Saved entries
※ ※ ※

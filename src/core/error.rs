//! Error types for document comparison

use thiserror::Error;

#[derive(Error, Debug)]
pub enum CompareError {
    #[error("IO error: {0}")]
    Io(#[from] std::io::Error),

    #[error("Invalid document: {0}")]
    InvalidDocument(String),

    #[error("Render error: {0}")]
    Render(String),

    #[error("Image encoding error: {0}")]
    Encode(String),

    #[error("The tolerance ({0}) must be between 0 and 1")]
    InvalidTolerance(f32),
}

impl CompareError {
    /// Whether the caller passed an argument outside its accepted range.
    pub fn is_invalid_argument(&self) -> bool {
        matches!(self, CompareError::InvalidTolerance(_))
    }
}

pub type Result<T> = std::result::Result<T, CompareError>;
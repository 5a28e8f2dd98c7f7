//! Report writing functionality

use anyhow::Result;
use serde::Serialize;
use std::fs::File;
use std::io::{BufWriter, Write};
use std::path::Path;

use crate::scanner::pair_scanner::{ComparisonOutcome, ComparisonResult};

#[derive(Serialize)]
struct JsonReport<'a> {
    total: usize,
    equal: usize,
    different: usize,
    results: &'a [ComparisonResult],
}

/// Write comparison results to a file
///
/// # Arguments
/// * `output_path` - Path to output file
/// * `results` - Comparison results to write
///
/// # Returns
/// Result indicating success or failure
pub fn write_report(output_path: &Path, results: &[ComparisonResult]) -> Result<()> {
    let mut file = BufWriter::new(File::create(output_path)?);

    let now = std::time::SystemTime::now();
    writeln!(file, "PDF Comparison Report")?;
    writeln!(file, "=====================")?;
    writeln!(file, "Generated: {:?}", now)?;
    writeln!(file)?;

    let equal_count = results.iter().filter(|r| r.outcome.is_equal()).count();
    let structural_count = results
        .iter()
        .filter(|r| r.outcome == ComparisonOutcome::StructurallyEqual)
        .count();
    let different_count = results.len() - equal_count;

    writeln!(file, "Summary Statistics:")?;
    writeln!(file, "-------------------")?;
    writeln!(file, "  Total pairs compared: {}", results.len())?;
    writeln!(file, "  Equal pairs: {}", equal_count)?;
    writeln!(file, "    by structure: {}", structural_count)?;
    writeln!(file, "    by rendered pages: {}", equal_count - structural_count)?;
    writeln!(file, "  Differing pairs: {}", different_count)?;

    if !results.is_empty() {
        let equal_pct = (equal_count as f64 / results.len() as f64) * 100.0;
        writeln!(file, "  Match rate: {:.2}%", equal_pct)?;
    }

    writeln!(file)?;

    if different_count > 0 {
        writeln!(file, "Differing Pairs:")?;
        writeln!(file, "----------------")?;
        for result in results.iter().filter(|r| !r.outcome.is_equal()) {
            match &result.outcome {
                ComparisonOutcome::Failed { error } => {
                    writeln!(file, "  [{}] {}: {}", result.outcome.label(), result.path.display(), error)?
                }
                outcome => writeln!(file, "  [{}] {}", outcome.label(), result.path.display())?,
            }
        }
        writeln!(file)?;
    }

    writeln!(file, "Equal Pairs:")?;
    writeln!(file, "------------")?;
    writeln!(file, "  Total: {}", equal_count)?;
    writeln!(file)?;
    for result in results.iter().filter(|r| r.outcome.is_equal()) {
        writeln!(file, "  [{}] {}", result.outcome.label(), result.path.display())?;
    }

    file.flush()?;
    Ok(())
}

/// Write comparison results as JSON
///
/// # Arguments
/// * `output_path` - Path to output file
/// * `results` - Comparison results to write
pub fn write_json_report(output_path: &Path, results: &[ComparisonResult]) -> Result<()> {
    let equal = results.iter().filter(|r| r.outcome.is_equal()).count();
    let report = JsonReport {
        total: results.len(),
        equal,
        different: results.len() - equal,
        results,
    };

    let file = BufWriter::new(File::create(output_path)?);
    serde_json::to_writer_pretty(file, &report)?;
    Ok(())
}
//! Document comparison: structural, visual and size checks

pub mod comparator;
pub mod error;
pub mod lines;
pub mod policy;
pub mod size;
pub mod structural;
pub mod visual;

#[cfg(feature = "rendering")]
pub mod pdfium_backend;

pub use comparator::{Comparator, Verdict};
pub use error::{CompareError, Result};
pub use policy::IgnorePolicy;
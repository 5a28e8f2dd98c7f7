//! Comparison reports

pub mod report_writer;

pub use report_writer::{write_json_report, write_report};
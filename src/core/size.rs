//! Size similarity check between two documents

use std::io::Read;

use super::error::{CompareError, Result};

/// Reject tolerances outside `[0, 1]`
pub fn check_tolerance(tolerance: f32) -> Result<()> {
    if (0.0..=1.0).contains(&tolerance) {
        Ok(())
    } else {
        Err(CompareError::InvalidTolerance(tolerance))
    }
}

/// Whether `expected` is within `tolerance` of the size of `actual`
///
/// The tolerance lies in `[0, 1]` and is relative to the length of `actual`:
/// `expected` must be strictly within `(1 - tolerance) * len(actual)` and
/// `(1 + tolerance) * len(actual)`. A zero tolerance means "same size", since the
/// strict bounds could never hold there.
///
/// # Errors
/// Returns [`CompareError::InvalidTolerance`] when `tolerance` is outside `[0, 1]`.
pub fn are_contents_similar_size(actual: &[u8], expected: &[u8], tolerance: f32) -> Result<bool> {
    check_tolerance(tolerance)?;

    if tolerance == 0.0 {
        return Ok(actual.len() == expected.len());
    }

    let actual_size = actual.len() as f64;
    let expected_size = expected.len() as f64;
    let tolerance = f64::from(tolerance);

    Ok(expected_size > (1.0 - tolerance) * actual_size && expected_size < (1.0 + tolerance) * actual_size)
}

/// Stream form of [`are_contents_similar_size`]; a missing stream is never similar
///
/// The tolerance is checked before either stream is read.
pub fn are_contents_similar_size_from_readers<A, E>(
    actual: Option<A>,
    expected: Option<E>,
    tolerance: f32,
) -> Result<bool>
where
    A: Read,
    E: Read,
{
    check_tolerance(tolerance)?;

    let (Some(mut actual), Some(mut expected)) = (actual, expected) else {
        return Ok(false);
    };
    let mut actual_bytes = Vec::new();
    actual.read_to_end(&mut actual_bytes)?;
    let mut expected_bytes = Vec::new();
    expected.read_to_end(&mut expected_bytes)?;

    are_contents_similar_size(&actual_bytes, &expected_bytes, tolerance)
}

※ ※ ※

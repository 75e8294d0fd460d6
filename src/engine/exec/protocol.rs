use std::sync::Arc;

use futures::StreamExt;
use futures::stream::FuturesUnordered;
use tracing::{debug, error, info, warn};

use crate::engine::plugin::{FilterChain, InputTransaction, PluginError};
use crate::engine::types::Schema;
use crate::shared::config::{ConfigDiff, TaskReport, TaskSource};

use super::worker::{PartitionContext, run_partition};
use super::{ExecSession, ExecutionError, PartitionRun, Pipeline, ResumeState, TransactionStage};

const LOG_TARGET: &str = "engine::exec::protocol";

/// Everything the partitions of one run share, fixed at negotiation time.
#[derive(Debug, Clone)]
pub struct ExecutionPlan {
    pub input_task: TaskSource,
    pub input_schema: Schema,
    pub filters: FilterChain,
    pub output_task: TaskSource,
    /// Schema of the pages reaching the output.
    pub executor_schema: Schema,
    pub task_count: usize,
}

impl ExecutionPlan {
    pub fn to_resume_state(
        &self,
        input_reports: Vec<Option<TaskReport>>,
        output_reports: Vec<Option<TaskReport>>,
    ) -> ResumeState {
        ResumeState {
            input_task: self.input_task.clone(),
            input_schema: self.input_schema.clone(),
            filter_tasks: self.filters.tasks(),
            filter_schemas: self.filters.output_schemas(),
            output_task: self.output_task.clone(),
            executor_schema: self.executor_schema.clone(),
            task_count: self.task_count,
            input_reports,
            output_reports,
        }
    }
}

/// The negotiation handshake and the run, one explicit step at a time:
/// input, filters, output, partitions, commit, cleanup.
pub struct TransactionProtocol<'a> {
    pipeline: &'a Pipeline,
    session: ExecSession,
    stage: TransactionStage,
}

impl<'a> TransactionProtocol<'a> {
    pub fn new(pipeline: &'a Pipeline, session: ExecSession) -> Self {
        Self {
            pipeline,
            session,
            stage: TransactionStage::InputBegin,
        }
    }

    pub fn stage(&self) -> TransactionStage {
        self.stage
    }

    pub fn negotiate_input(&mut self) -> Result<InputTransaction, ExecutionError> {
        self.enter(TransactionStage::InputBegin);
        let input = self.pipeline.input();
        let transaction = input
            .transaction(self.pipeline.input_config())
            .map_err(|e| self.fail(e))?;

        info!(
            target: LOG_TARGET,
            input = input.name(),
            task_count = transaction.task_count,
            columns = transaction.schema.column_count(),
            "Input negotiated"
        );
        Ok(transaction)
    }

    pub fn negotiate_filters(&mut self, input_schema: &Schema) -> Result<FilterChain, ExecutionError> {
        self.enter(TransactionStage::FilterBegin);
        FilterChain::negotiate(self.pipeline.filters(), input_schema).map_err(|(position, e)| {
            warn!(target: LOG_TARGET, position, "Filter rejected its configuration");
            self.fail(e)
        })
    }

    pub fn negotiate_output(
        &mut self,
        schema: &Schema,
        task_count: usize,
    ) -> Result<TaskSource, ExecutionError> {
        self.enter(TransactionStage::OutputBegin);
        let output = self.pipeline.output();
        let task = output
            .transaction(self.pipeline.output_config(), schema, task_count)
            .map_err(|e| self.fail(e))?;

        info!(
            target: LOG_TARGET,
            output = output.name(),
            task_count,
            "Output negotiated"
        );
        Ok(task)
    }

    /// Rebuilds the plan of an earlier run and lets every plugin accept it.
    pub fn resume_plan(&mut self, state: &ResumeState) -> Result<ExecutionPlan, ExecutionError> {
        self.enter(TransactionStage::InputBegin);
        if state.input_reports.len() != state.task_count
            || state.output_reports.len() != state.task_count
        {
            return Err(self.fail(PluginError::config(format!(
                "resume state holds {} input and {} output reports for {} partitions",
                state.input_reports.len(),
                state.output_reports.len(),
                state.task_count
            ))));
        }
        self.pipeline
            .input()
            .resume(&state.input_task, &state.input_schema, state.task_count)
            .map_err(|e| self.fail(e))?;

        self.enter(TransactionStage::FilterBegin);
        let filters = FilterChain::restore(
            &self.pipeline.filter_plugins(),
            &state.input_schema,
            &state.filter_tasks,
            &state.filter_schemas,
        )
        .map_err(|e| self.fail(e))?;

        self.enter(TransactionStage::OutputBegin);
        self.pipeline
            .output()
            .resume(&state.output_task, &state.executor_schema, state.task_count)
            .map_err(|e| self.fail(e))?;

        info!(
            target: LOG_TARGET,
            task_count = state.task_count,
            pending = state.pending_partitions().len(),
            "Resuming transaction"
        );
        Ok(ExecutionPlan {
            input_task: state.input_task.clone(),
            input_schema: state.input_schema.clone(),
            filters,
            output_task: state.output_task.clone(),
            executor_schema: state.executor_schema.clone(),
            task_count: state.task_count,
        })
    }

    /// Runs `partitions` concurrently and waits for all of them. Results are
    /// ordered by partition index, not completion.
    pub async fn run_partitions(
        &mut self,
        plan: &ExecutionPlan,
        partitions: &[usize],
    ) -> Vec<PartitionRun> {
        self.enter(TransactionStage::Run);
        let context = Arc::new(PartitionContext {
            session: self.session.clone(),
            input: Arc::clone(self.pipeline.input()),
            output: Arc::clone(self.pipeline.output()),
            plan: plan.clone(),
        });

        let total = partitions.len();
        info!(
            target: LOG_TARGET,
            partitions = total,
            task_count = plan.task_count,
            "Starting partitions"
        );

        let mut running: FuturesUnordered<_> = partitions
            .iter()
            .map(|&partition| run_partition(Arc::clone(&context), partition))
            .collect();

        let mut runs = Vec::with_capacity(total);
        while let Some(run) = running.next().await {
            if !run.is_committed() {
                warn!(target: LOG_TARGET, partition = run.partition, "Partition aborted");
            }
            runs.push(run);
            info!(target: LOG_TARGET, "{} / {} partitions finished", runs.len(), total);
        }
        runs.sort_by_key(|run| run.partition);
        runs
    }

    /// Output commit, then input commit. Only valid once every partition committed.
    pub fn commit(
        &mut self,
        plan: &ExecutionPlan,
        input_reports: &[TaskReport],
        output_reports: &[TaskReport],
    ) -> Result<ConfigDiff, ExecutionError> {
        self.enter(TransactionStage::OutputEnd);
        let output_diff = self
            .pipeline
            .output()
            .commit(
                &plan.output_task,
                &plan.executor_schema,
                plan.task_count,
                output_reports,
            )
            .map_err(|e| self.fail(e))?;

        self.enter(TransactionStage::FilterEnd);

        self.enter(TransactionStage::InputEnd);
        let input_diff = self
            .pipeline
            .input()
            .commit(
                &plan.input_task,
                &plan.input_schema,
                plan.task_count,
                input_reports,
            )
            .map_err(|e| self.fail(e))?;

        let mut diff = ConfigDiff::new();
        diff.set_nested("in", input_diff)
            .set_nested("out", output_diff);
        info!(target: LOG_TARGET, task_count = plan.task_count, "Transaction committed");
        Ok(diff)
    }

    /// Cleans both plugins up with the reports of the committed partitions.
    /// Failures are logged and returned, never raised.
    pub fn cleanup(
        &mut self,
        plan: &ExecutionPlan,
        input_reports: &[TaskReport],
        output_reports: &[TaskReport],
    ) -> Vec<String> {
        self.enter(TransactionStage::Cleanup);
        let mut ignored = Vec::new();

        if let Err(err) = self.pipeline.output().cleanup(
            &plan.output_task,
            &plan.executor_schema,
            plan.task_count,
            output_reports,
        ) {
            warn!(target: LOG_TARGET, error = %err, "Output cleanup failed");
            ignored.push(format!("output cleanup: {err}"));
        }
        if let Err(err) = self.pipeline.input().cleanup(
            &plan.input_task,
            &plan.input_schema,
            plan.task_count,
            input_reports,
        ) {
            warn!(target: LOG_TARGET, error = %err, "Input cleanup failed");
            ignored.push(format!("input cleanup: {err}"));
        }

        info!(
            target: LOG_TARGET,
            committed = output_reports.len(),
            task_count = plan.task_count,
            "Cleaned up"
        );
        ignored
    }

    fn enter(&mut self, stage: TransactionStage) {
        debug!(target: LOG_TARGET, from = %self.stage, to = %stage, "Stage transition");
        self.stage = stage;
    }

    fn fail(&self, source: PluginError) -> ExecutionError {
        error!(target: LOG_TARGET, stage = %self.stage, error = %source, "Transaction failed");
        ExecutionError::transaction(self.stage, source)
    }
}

※ ※ ※

• **ASSIGNMENT**
Among the lines above, list those that contain the word "display".

• **SOLUTION TO THE EXERCISE**
                    writeln!(file, "  [{}] {}: {}", result.outcome.label(), result.path.display(), error)?
                outcome => writeln!(file, "  [{}] {}", outcome.label(), result.path.display())?,
        writeln!(file, "  [{}] {}", result.outcome.label(), result.path.display())?;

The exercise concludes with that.